AHLHORN - Einige Hindernisse stellten sich Wilfried (79) und Ada-Maria (76) Ferchland in den Weg, bevor sie den Schritt vor den Traualtar machen konnten. Am Ende sorgte das Gleichstellungsgesetz dafür, dass die beiden heiraten konnten. Das war 1958. An diesem Montag feiern die Ahlhorner ihre goldene Hochzeit.
„Meine spätere Schwiegermutter war damals dagegen, dass wir heiraten, aber durch das neue Gleichstellungsgesetz konnte die Mitgift steuerlich abgesetzt werden“, erinnerte sich Wilfried Ferchland.
Seine Frau hatte er an der Hochschule in Münster kennen gelernt, er studierte Theologie, sie Geschichte. „Wir wohnten damals in benachbarten Wohnheimen und ich lud Wilfried zum Historikerfest am Aasee ein“, erinnert sich Ada-Maria Ferchheim.
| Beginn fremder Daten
//! Configuration loading and management.

use std::path::{Path, PathBuf};

use figment::Figment;
use figment::providers::{Env, Format, Serialized, Toml};
use serde::{Deserialize, Serialize};

/// Application configuration.
#[derive(Debug, Clone, Serialize, Deserialize)]
pub struct Config {
    /// Root directory scanned for device export files and folders.
    pub data_dir: PathBuf,

    /// Path to the database file.
    pub database_path: PathBuf,
}

impl Default for Config {
    fn default() -> Self {
        let data_dir = dirs_data_path().unwrap_or_else(|| PathBuf::from("."));
        Self {
            database_path: data_dir.join("db").join("st.db"),
            data_dir,
        }
    }
}

impl Config {
    /// Loads configuration from default locations.
    #[expect(
        clippy::result_large_err,
        reason = "figment::Error is large but only returned at startup"
    )]
    pub fn load() -> Result<Self, figment::Error> {
        Self::load_from(None)
    }

    /// Loads configuration, optionally from a specific file.
    #[expect(
        clippy::result_large_err,
        reason = "figment::Error is large but only returned at startup"
    )]
    pub fn load_from(config_path: Option<&Path>) -> Result<Self, figment::Error> {
        let mut figment = Figment::from(Serialized::defaults(Self::default()));

        // Load from default config location
        if let Some(config_dir) = dirs_config_path() {
            figment = figment.merge(Toml::file(config_dir.join("config.toml")));
        }

        // Load from specified config file
        if let Some(path) = config_path {
            figment = figment.merge(Toml::file(path));
        }

        // Load from environment variables (ST_*)
        figment = figment.merge(Env::prefixed("ST_"));

        figment.extract()
    }

    /// Archive location for consumed export files.
    pub fn archive_dir(&self) -> PathBuf {
        self.data_dir.join("processed")
    }
}

/// Returns the platform-specific config directory for st.
fn dirs_config_path() -> Option<PathBuf> {
    dirs::config_dir().map(|p| p.join("st"))
}

/// Returns the platform-specific data directory for st.
///
/// On Linux: `~/.local/share/st`
pub fn dirs_data_path() -> Option<PathBuf> {
    dirs::data_dir().map(|p| p.join("st"))
}
//! Status command for showing per-device ingestion state.

use std::io::Write;
use std::path::Path;

use anyhow::Result;

use st_db::Database;

pub fn run<W: Write>(writer: &mut W, db: &Database, database_path: &Path) -> Result<()> {
    let statuses = db.device_status()?;

    writeln!(writer, "Screen-time analyzer status")?;
    writeln!(writer, "Database: {}", database_path.display())?;

    if statuses.is_empty() {
        writeln!(writer, "No devices recorded.")?;
        return Ok(());
    }

    writeln!(writer, "Devices:")?;
    for status in statuses {
        let last_seen = status.last_snapshot.map_or_else(
            || "never".to_string(),
            |timestamp| timestamp.format("%Y-%m-%d %H:%M:%S").to_string(),
        );
        writeln!(
            writer,
            "- {}: {} snapshot(s), {} interval(s), last seen {}",
            status.name, status.snapshot_count, status.interval_count, last_seen
        )?;
    }

    Ok(())
}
Sie stammt aus Bremerhaven, ihr Mann kommt aus Wilhelmshaven.
Als der Theologe 1956 eine Stelle als Vikar in der evangelischen Kirche Ahlhorn angeboten bekam, zogen beide ins Oldenburger Land. Geheiratet wurde 1958 in Bremerhaven. Vier Kinder und vier Enkel gehören heute zur Familie der Ferchlands.
Viele Ehrenämter prägten die Arbeit von Wilfried Ferchland, unter anderem brachte er die Taubstummen-Seelsorge der Oldenburgischen Landeskirche wieder in Gang, war im Vorstand des Ahlhorner Bürgervereins, des Großenkneter Partnerausschusses oder auch in der Kreisdiakonie sowie der Pfarrervertretung tätig.
1989 wurde er für seine ehrenamtlichen Tätigkeiten sogar mit dem Bundesverdienstkreuz ausgezeichnet, nachdem er 1988 krankheitsbedingt in den Ruhestand gegangen war.
„Heute genießen wir jede Minute, die wir zusammen sind“, sagt Wilfried Ferchland, dessen Zeit für Frau und Kinder früher sehr begrenzt war. Er hilft seiner Frau gern bei der Hausarbeit. Die ausgebildetete Lehrerin war ebenfalls immer sehr aktiv, gehörte 19 Jahre lang dem Rat der Gemeinde Großenkneten an und betreute mit großer Hingabe die ostdeutsche Partner-Kirchengemeinde Niesky-Kosel (Oberlausitz).
Was beide Jubilare ebenfalls miteinander verbindet, ist ihre Liebe zu Hunden – Foxterrier „Toughy“ holten sie vor kurzem aus dem Tierheim – und die zahlreichen Reisen ins englische Cornwall. „Wir fühlen uns deshalb auch dem englischen Königshaus sehr verbunden“, sagt Ada-Maria Ferchland.